◆ EXERCISE PROMPT ◆
Reproduce, without any change, the span of lines from the opening of the records below to the line containing "plus an optional", inclusive.

◆ PROVIDED RECORDS ◆
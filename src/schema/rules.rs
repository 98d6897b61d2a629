use serde::{Deserialize, Serialize};

use crate::core::normalize::normalize;

/// The thematic classification a rule attaches to a name.
#[derive(Debug, Clone, Copy, PartialEq, Eq, Hash, PartialOrd, Ord, Serialize, Deserialize)]
#[serde(rename_all = "snake_case")]
pub enum RuleKind {
    Theophoric,
    Root,
    Toponym,
    Virtue,
    Celestial,
    Nature,
    Element,
}

impl RuleKind {
    /// Fixed order in which thematic banks are blended.
    pub const BLEND_ORDER: [RuleKind; 7] = [
        RuleKind::Celestial,
        RuleKind::Nature,
        RuleKind::Element,
        RuleKind::Virtue,
        RuleKind::Theophoric,
        RuleKind::Toponym,
        RuleKind::Root,
    ];

    /// Returns the tag string for this kind (e.g., "celestial").
    pub fn tag(&self) -> &'static str {
        match self {
            Self::Theophoric => "theophoric",
            Self::Root => "root",
            Self::Toponym => "toponym",
            Self::Virtue => "virtue",
            Self::Celestial => "celestial",
            Self::Nature => "nature",
            Self::Element => "element",
        }
    }

    /// Parse a normalized tag head. Spanish labels are accepted as aliases.
    pub fn from_key(key: &str) -> Option<RuleKind> {
        match key {
            "theophoric" | "teoforico" => Some(Self::Theophoric),
            "root" | "raiz" => Some(Self::Root),
            "toponym" | "toponimo" => Some(Self::Toponym),
            "virtue" | "virtud" => Some(Self::Virtue),
            "celestial" | "celeste" => Some(Self::Celestial),
            "nature" | "naturaleza" => Some(Self::Nature),
            "element" | "elemento" => Some(Self::Element),
            _ => None,
        }
    }
}

/// A thematic tag as used by the story engine: a kind plus an optional
/// detail, written `kind` or `kind:detail` (e.g. `element:water`).
#[derive(Debug, Clone, PartialEq, Eq, Hash)]
pub struct ThemeTag {
    pub kind: RuleKind,
    pub detail: Option<String>,
}

impl ThemeTag {
    pub fn new(kind: RuleKind) -> Self {
        Self { kind, detail: None }
    }

    /// Parse a free-form tag, case- and diacritic-insensitively.
    ///
    /// Returns `None` for tags that name no known kind.
    pub fn parse(raw: &str) -> Option<ThemeTag> {
        let key = normalize(raw);
        let (head, detail) = match key.split_once(':') {
            Some((head, detail)) => (head.trim(), Some(detail.trim())),
            None => (key.as_str(), None),
        };
        let kind = RuleKind::from_key(head)?;
        let detail = detail
            .filter(|d| !d.is_empty())
            .map(|d| element_alias(d).to_string());
        Some(ThemeTag { kind, detail })
    }

    /// Canonical string form, used as the key for annotations.
    pub fn canonical(&self) -> String {
        match &self.detail {
            Some(detail) => format!("{}:{}", self.kind.tag(), detail),
            None => self.kind.tag().to_string(),
        }
    }
}

fn element_alias(detail: &str) -> &str {
    match detail {
        "agua" => "water",
        "fuego" => "fire",
        "aire" => "air",
        "tierra" => "earth",
        other => other,
    }
}

/// A rule-derived annotation on a name.
#[derive(Debug, Clone, PartialEq, Eq, Serialize, Deserialize)]
pub struct RuleNote {
    pub kind: RuleKind,
    pub note: String,
}

/// A known onomastic fragment and its attributed origin.
#[derive(Debug, Clone, PartialEq, Eq, Serialize, Deserialize)]
pub struct NameRoot {
    pub key: String,
    pub origin: String,
    pub gloss: String,
}

/// A name ending that marks a theophoric ("El/Elohim") name.
#[derive(Debug, Clone, PartialEq, Eq, Serialize, Deserialize)]
pub struct TheophoricSuffix {
    pub suffix: String,
    pub note: String,
}

/// A frequent root whose presence anywhere in a name adds a nuance.
#[derive(Debug, Clone, PartialEq, Eq, Serialize, Deserialize)]
pub struct RootGloss {
    pub key: String,
    pub gloss: String,
    #[serde(default)]
    pub note: Option<String>,
}

/// A place name that is also used as a given name.
#[derive(Debug, Clone, PartialEq, Eq, Serialize, Deserialize)]
pub struct Toponym {
    pub name: String,
    pub note: String,
}

/// An exact-match word list entry (virtue, celestial, nature, element).
#[derive(Debug, Clone, PartialEq, Eq, Serialize, Deserialize)]
pub struct WordNote {
    pub key: String,
    pub note: String,
}

/// A fragment recognized when splitting separator-less compound names.
#[derive(Debug, Clone, PartialEq, Eq, Serialize, Deserialize)]
pub struct CompositePart {
    pub key: String,
    pub kind: RuleKind,
    pub note: String,
}

/// Fixed sentences the enricher and resolvers splice into meanings.
#[derive(Debug, Clone, PartialEq, Eq, Serialize, Deserialize)]
pub struct RulePhrases {
    pub theophoric_meaning: String,
    pub theophoric_origin: String,
    pub nuances_prefix: String,
    pub virtue: String,
    pub celestial: String,
    pub nature: String,
    pub element: String,
    pub fusion_prefix: String,
    pub compound_origin: String,
    pub compound_meaning: String,
    pub roots_origin: String,
    pub roots_meaning_prefix: String,
    pub roots_meaning_suffix: String,
    pub coined_meaning: String,
}
/// Canonical key space for every lookup table and cache key.
use unicode_normalization::char::is_combining_mark;
use unicode_normalization::UnicodeNormalization;

/// Lowercase, strip diacritical marks (NFKD, drop combining marks) and trim.
///
/// Idempotent: `normalize(&normalize(x)) == normalize(x)`.
pub fn normalize(text: &str) -> String {
    let folded: String = text
        .to_lowercase()
        .nfkd()
        .filter(|c| !is_combining_mark(*c))
        .collect();
    // Compatibility decomposition can surface uppercase base letters.
    folded.to_lowercase().trim().to_string()
}

/// Uppercase the first character, leaving the rest untouched.
pub fn capitalize(text: &str) -> String {
    let mut chars = text.chars();
    match chars.next() {
        Some(first) => first.to_uppercase().chain(chars).collect(),
        None => String::new(),
    }
}

/// Lowercase the first character, leaving the rest untouched.
pub fn lower_first(text: &str) -> String {
    let mut chars = text.chars();
    match chars.next() {
        Some(first) => first.to_lowercase().chain(chars).collect(),
        None => String::new(),
    }
}

#[cfg(test)]
mod tests {
    use super::*;
    use proptest::prelude::*;

    #[test]
    fn strips_diacritics_and_case() {
        assert_eq!(normalize("Ávila"), "avila");
        assert_eq!(normalize("Ávila"), normalize("avila"));
        assert_eq!(normalize("  Jazmín "), "jazmin");
        assert_eq!(normalize("NÚÑEZ"), "nunez");
    }

    #[test]
    fn keeps_inner_whitespace() {
        assert_eq!(normalize(" La Verna "), "la verna");
    }

    #[test]
    fn empty_and_blank() {
        assert_eq!(normalize(""), "");
        assert_eq!(normalize(" \t\n"), "");
    }

    #[test]
    fn compatibility_forms_fold() {
        assert_eq!(normalize("ﬁlomena"), "filomena");
        assert_eq!(normalize("Ⅳ"), "iv");
    }

    #[test]
    fn capitalize_and_lower_first() {
        assert_eq!(capitalize("sofía"), "Sofía");
        assert_eq!(capitalize(""), "");
        assert_eq!(lower_first("Grace, compassion"), "grace, compassion");
        assert_eq!(lower_first(""), "");
    }

    proptest! {
        #[test]
        fn normalize_is_idempotent(s in "[a-zA-ZáéíóúüñÁÉÍÓÚÜÑçÇàèòÀÈÒ \\-]{0,32}") {
            let once = normalize(&s);
            prop_assert_eq!(normalize(&once), once);
        }

        #[test]
        fn normalize_ignores_case(s in "[a-zA-ZáéíóúñÁÉÍÓÚÑ]{0,16}") {
            prop_assert_eq!(normalize(&s.to_uppercase()), normalize(&s.to_lowercase()));
        }
    }
}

◆ PROBLEM SOLUTION ◆
filename src/schema/rules.rs
repository 98d6897b61d2a629
use serde::{Deserialize, Serialize};

use crate::core::normalize::normalize;

/// The thematic classification a rule attaches to a name.
#[derive(Debug, Clone, Copy, PartialEq, Eq, Hash, PartialOrd, Ord, Serialize, Deserialize)]
#[serde(rename_all = "snake_case")]
pub enum RuleKind {
    Theophoric,
    Root,
    Toponym,
    Virtue,
    Celestial,
    Nature,
    Element,
}

impl RuleKind {
    /// Fixed order in which thematic banks are blended.
    pub const BLEND_ORDER: [RuleKind; 7] = [
        RuleKind::Celestial,
        RuleKind::Nature,
        RuleKind::Element,
        RuleKind::Virtue,
        RuleKind::Theophoric,
        RuleKind::Toponym,
        RuleKind::Root,
    ];

    /// Returns the tag string for this kind (e.g., "celestial").
    pub fn tag(&self) -> &'static str {
        match self {
            Self::Theophoric => "theophoric",
            Self::Root => "root",
            Self::Toponym => "toponym",
            Self::Virtue => "virtue",
            Self::Celestial => "celestial",
            Self::Nature => "nature",
            Self::Element => "element",
        }
    }

    /// Parse a normalized tag head. Spanish labels are accepted as aliases.
    pub fn from_key(key: &str) -> Option<RuleKind> {
        match key {
            "theophoric" | "teoforico" => Some(Self::Theophoric),
            "root" | "raiz" => Some(Self::Root),
            "toponym" | "toponimo" => Some(Self::Toponym),
            "virtue" | "virtud" => Some(Self::Virtue),
            "celestial" | "celeste" => Some(Self::Celestial),
            "nature" | "naturaleza" => Some(Self::Nature),
            "element" | "elemento" => Some(Self::Element),
            _ => None,
        }
    }
}

/// A thematic tag as used by the story engine: a kind plus an optional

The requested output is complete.